Im Jahr 2006. Die Araber wählten den Architekten für das Projekt aus – den Franzosen Jean Nouvel, zu dessen Portfolio die Gestaltung des Pariser Instituts für die arabische Welt, der Pariser Philharmonie und mehrerer Museen gehört. Ursprünglich sollte das Projekt ein einfaches Museumsgebäude werden, aber die Vision des Architekten entwickelte sich zu einem phänomenalen Bauwerk mit einer Fläche von 24 000 Quadratmetern. Das moderne Aussehen ist jedoch kein Zufall, denn es ist eine Interpretation der klassischen arabischen Architektur.
Sterne aus Stahl
Mit einer Höhe von 36 Metern scheint die silberne Kuppel über einem weißen Sockel zu schweben. Mehr als 7 850 sternförmige Elemente bilden ein Geflecht aus „Ästen“, durch die genau die richtige Menge Sonnenlicht einfällt. Die Architekten setzten Computerprogramme ein, um die Wetterbedingungen und die Festigkeit der Struktur zu simulieren. Die geometrischen Muster sollten die Aufmerksamkeit auf sich ziehen. Es ist erwähnenswert, dass die 7 500 Tonnen schwere Struktur aus acht Schichten Stahl und Aluminium besteht und die Kuppel ein Mikroklima schafft, das der Lagerung von Kunstwerken förderlich ist.
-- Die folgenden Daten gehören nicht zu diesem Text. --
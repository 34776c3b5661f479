use crate::math::Point;
use crate::Winding;

#[cfg(not(feature = "std"))]
use num_traits::Float;

/// Shoelace sum of a closed ring of points, divided by two.
///
/// With y pointing downwards, clockwise rings have a positive area.
pub fn signed_area(points: &[Point]) -> f32 {
    if points.len() < 3 {
        return 0.0;
    }

    let mut sum = 0.0;
    let mut prev = points[points.len() - 1];
    for &p in points {
        sum += prev.x * p.y - p.x * prev.y;
        prev = p;
    }

    sum * 0.5
}

/// Orientation of a closed ring of points, or `None` if the ring encloses
/// no area worth speaking of.
pub fn polygon_winding(points: &[Point]) -> Option<Winding> {
    let area = signed_area(points);
    if area.abs() <= f32::EPSILON {
        return None;
    }

    if area > 0.0 {
        Some(Winding::Clockwise)
    } else {
        Some(Winding::CounterClockwise)
    }
}

#[cfg(test)]
mod tests {
    use super::*;
    use crate::math::point;

    #[test]
    fn square_area_and_winding() {
        let cw = [
            point(0.0, 0.0),
            point(4.0, 0.0),
            point(4.0, 4.0),
            point(0.0, 4.0),
        ];

        assert_eq!(signed_area(&cw), 16.0);
        assert_eq!(polygon_winding(&cw), Some(Winding::Clockwise));

        let ccw = [
            point(0.0, 0.0),
            point(0.0, 4.0),
            point(4.0, 4.0),
            point(4.0, 0.0),
        ];

        assert_eq!(signed_area(&ccw), -16.0);
        assert_eq!(polygon_winding(&ccw), Some(Winding::CounterClockwise));
    }

    #[test]
    fn degenerate_ring() {
        let flat = [point(0.0, 0.0), point(4.0, 0.0), point(8.0, 0.0)];
        assert_eq!(polygon_winding(&flat), None);
        assert_eq!(polygon_winding(&flat[..2]), None);
    }
}
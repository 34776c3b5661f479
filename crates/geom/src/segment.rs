use crate::scalar::Scalar;
use crate::{Point, Vector};

use core::ops::Range;

/// Common APIs to segment types.
pub trait Segment: Copy + Sized {
    type Scalar: Scalar;

    /// Start of the curve.
    fn from(&self) -> Point<Self::Scalar>;

    /// End of the curve.
    fn to(&self) -> Point<Self::Scalar>;

    /// Sample the curve at t (expecting t between 0 and 1).
    fn sample(&self, t: Self::Scalar) -> Point<Self::Scalar>;

    /// Sample x at t (expecting t between 0 and 1).
    fn x(&self, t: Self::Scalar) -> Self::Scalar {
        self.sample(t).x
    }

    /// Sample y at t (expecting t between 0 and 1).
    fn y(&self, t: Self::Scalar) -> Self::Scalar {
        self.sample(t).y
    }

    /// Sample the derivative at t (expecting t between 0 and 1).
    fn derivative(&self, t: Self::Scalar) -> Vector<Self::Scalar>;

    /// Split this curve into two sub-curves.
    fn split(&self, t: Self::Scalar) -> (Self, Self);

    /// Return the curve before the split point.
    fn before_split(&self, t: Self::Scalar) -> Self;

    /// Return the curve after the split point.
    fn after_split(&self, t: Self::Scalar) -> Self;

    /// Return the curve inside a given range of t.
    ///
    /// This is equivalent to splitting at the range's end points.
    fn split_range(&self, t_range: Range<Self::Scalar>) -> Self;

    /// Swap the direction of the segment.
    fn flip(&self) -> Self;

    /// Compute the length of the segment using a flattened approximation.
    fn approximate_length(&self, tolerance: Self::Scalar) -> Self::Scalar;
}

macro_rules! impl_segment {
    ($S:ident) => {
        type Scalar = $S;
        fn from(&self) -> Point<$S> {
            self.from()
        }
        fn to(&self) -> Point<$S> {
            self.to()
        }
        fn sample(&self, t: $S) -> Point<$S> {
            self.sample(t)
        }
        fn derivative(&self, t: $S) -> Vector<$S> {
            self.derivative(t)
        }
        fn split(&self, t: $S) -> (Self, Self) {
            self.split(t)
        }
        fn before_split(&self, t: $S) -> Self {
            self.before_split(t)
        }
        fn after_split(&self, t: $S) -> Self {
            self.after_split(t)
        }
        fn split_range(&self, t_range: core::ops::Range<$S>) -> Self {
            self.split_range(t_range)
        }
        fn flip(&self) -> Self {
            self.flip()
        }
        fn approximate_length(&self, tolerance: $S) -> $S {
            self.approximate_length(tolerance)
        }
    };
}
use crate::contour::{Contour, ContourEdge, EdgeRole};
use crate::geom::Trajectory;
use crate::math::{point, Point};
use crate::math_utils::signed_area;
use crate::{FillerBuilder, FillerGeometry, FillerOptions, Index, SplitParams};

use alloc::vec::Vec;

fn triangle_area_sum(geometry: &FillerGeometry) -> f32 {
    let indices: &[Index] = geometry.indices.as_ref().unwrap();
    indices
        .chunks(3)
        .map(|tri| {
            signed_area(&[
                geometry.points[tri[0] as usize],
                geometry.points[tri[1] as usize],
                geometry.points[tri[2] as usize],
            ])
        })
        .sum()
}

fn assert_grouping_consistent(geometry: &FillerGeometry) {
    let total: u32 = geometry.group_sizes.iter().sum();
    assert_eq!(total as usize, geometry.points.len());
    assert!(geometry.group_sizes.iter().all(|&size| size > 0));
}

fn rectangle(width: f32, height: f32) -> Contour {
    Contour::from_points(
        &[
            point(0.0, 0.0),
            point(width, 0.0),
            point(width, height),
            point(0.0, height),
        ],
        EdgeRole::Lane,
    )
}

#[test]
fn rectangle_end_to_end() {
    let mut builder = FillerBuilder::new();
    let result = builder.build(&rectangle(10.0, 4.0), &FillerOptions::DEFAULT);

    assert_eq!(result.len(), 1);
    let geometry = &result[0];
    assert_grouping_consistent(geometry);
    assert_eq!(geometry.points.len(), 4);
    assert_eq!(geometry.group_sizes, alloc::vec![1, 1, 1, 1]);
    assert_eq!(geometry.indices.as_ref().map(|i| i.len()), Some(6));
    assert!((triangle_area_sum(geometry) - 40.0).abs() < 0.001);
}

#[test]
fn split_params_control_part_counts() {
    let options = FillerOptions::DEFAULT.with_split(SplitParams::DEFAULT.with_max_length(3.0));

    let mut builder = FillerBuilder::new();
    let result = builder.build(&rectangle(10.0, 4.0), &options);

    assert_eq!(result.len(), 1);
    let geometry = &result[0];
    assert_grouping_consistent(geometry);
    assert_eq!(geometry.group_sizes, alloc::vec![4, 2, 4, 2]);
    assert_eq!(
        geometry.indices.as_ref().map(|i| i.len()),
        Some((geometry.points.len() - 2) * 3)
    );
    assert!((triangle_area_sum(geometry) - 40.0).abs() < 0.001);
}

#[test]
fn offset_and_rounding_pipeline() {
    // Shrink a 10x10 square by 1 on every side, then round the four
    // corners with radius 1: an 8x8 square minus the corner squares plus
    // quarter discs.
    let options = FillerOptions::DEFAULT
        .with_offsets(1.0, 1.0)
        .with_corner_radii(1.0, 1.0);

    let mut builder = FillerBuilder::new();
    let result = builder.build(
        &Contour::from_points(
            &[
                point(0.0, 0.0),
                point(10.0, 0.0),
                point(10.0, 10.0),
                point(0.0, 10.0),
            ],
            EdgeRole::Lane,
        ),
        &options,
    );

    assert_eq!(result.len(), 1);
    let geometry = &result[0];
    assert_grouping_consistent(geometry);
    // Four straight runs and four corner arcs.
    assert_eq!(geometry.group_sizes.len(), 8);
    assert!(geometry.indices.is_some());

    let expected = 64.0 - (4.0 - core::f32::consts::PI);
    assert!(
        (triangle_area_sum(geometry) - expected).abs() < 0.2,
        "covered {} expected {}",
        triangle_area_sum(geometry),
        expected
    );

    // All of it stays inside the offset square.
    for p in &geometry.points {
        assert!(p.x > 0.99 && p.x < 9.01 && p.y > 0.99 && p.y < 9.01);
    }
}

#[test]
fn consuming_offset_builds_nothing() {
    let options = FillerOptions::DEFAULT.with_offsets(6.0, 6.0);

    let mut builder = FillerBuilder::new();
    let result = builder.build(&rectangle(10.0, 10.0), &options);

    assert!(result.is_empty());
}

#[test]
fn counter_clockwise_input_is_normalized() {
    let ccw = Contour::from_points(
        &[
            point(0.0, 0.0),
            point(0.0, 4.0),
            point(10.0, 4.0),
            point(10.0, 0.0),
        ],
        EdgeRole::Lane,
    );

    let mut builder = FillerBuilder::new();
    let result = builder.build(&ccw, &FillerOptions::DEFAULT);

    assert_eq!(result.len(), 1);
    let geometry = &result[0];
    assert!(geometry.indices.is_some());
    // Clockwise triangles: positive area sum.
    assert!((triangle_area_sum(geometry) - 40.0).abs() < 0.001);
}

#[test]
fn untriangulatable_ring_is_reported_as_absent_indices() {
    // A bowtie ring crosses between non-adjacent edges, which the local
    // joint repair leaves alone by design; the triangulator then refuses
    // it. The ring's points still come out for the caller to decide what
    // to do with.
    let bowtie = Contour::new(alloc::vec![
        ContourEdge::new(
            Trajectory::line(point(0.0, 0.0), point(4.0, 4.0)),
            EdgeRole::Lane
        ),
        ContourEdge::new(
            Trajectory::line(point(4.0, 4.0), point(4.0, 0.0)),
            EdgeRole::Lane
        ),
        ContourEdge::new(
            Trajectory::line(point(4.0, 0.0), point(0.0, 4.0)),
            EdgeRole::Lane
        ),
        ContourEdge::new(
            Trajectory::line(point(0.0, 4.0), point(0.0, 0.0)),
            EdgeRole::Lane
        ),
    ]);

    let mut builder = FillerBuilder::new();
    let result = builder.build(&bowtie, &FillerOptions::DEFAULT);

    assert_eq!(result.len(), 1);
    let geometry = &result[0];
    assert_eq!(geometry.indices, None);
    assert_eq!(geometry.points.len(), 4);
    assert_grouping_consistent(geometry);
}

#[test]
fn median_geometry_respects_both_offsets() {
    let mut edges = rectangle(10.0, 10.0).into_edges();
    edges[3].role = EdgeRole::Median;
    let contour = Contour::new(edges);

    let options = FillerOptions::DEFAULT.with_offsets(1.0, 2.0);
    let mut builder = FillerBuilder::new();
    let result = builder.build(&contour, &options);

    assert_eq!(result.len(), 1);
    let geometry = &result[0];
    assert!(geometry.indices.is_some());

    let min_x = geometry.points.iter().map(|p| p.x).fold(f32::MAX, f32::min);
    let max_x = geometry.points.iter().map(|p| p.x).fold(f32::MIN, f32::max);
    assert!((min_x - 2.0).abs() < 0.01);
    assert!((max_x - 9.0).abs() < 0.01);

    // 7 by 8 after the asymmetric shrink.
    assert!((triangle_area_sum(geometry) - 56.0).abs() < 0.01);
}

#[test]
fn builder_is_reusable() {
    let mut builder = FillerBuilder::new();

    let first = builder.build(&rectangle(10.0, 4.0), &FillerOptions::DEFAULT);
    let second = builder.build(&rectangle(6.0, 6.0), &FillerOptions::DEFAULT);

    assert_eq!(first.len(), 1);
    assert_eq!(second.len(), 1);
    assert!((triangle_area_sum(&second[0]) - 36.0).abs() < 0.001);
}

#[test]
fn points_form_the_offset_ring_in_order() {
    let options = FillerOptions::DEFAULT.with_offsets(1.0, 1.0);
    let mut builder = FillerBuilder::new();
    let result = builder.build(&rectangle(10.0, 10.0), &options);

    assert_eq!(result.len(), 1);
    let points: &Vec<Point> = &result[0].points;

    // Consecutive ring points stay close: no jumps across the shape.
    let n = points.len();
    for i in 0..n {
        let gap = (points[(i + 1) % n] - points[i]).length();
        assert!(gap <= 10.0);
    }
}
Das Aussehen der Kuppel ahmt die traditionelle arabische Mastrabiyah nach, ein hölzernes Gebälk, das die Fenster bedeckt. Die Art und Weise, wie das Licht die 180 Meter breite Kuppel durchdringt, soll auf die hohlen Blätter der Dattelpalme anspielen. Natürlich gibt es noch viele weitere derartige Anspielungen. Die weißen Wände des Sockels sind in niedrigen quaderförmigen Blöcken angeordnet, die an die kompakten Gebäude arabischer Städte erinnern. Die engen Räume zwischen den Blöcken bilden die Straßen der „Stadt“. Insgesamt gibt es 55 solcher Gebäude, und der wichtigste Platz im Museum ist der zentrale Platz. Dieser wiederum ist eine Anspielung auf den Sukuk, den traditionellen Marktplatz.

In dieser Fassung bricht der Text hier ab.